Researchers at the Massachusetts Institute of Technology (MIT) are developing a new wearable device that turns the user’s thumbnail into a miniature wireless track pad.
They envision that the technology could let users control wireless devices when their hands are full – answering the phone call while cooking, for instance.
“It’s very unobtrusive. When I put this on, it becomes part of my body. I have the power to take it off, so it still gives you control over it. But it allows this very close connection to your body,” said lead author Cindy Hsin-Liu Kao, a graduate student at the MIT.
The device could enable subtle communication in circumstances that require it, such as sending a quick text to a child while attending an important meeting.
According to Kao, the device was inspired by the colourful stickers that some women apply to their nails.
The researchers envision that a commercial version of their device would have a detachable membrane on its surface, so that users could coordinate surface patterns with their clothes.

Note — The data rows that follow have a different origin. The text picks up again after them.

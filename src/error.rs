/*
 * Copyright (c) Meta Platforms, Inc. and affiliates.
 *
 * This source code is licensed under the MIT license found in the
 * LICENSE file in the root directory of this source tree.
 */

/// Errors reported by the stack collection APIs.
///
/// Per-thread failures inside a snapshot are recorded in the snapshot
/// entries instead of failing the snapshot as a whole.
#[derive(Debug, thiserror::Error)]
pub enum Error {
    /// The platform lacks required primitives, or the stack trace signal
    /// handler could not be installed because another handler owns the
    /// signal.
    #[error("not supported: {0}")]
    NotSupported(&'static str),

    /// The requested signal number could not be installed.
    #[error("invalid argument: {0}")]
    InvalidArgument(&'static str),

    /// Signal delivery failed; the target thread has likely exited.
    #[error("not found: {0}")]
    NotFound(&'static str),

    /// The deadline elapsed before the target thread picked up the signal.
    #[error("timed out: {0}")]
    TimedOut(&'static str),

    /// A debugger or tracer is attached; collection refused.
    #[error("incomplete: {0}")]
    Incomplete(&'static str),

    /// Thread enumeration failed.
    #[error("{0}: {1}")]
    Io(&'static str, #[source] std::io::Error),
}

pub type Result<T> = std::result::Result<T, Error>;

And it’s easily accessed by the other fingers – even when the user is holding something in his or her hand.
For their initial prototype, the researchers built their sensors by printing copper electrodes on sheets of flexible polyester.
The researchers said requiring surface contact with the operator’s finger for just two or three seconds was enough to guard against inadvertent activation and deactivation.
A paper describing a prototype of the device is scheduled to be presented at the Computer-Human Interaction conference in Seoul, South Korea this week.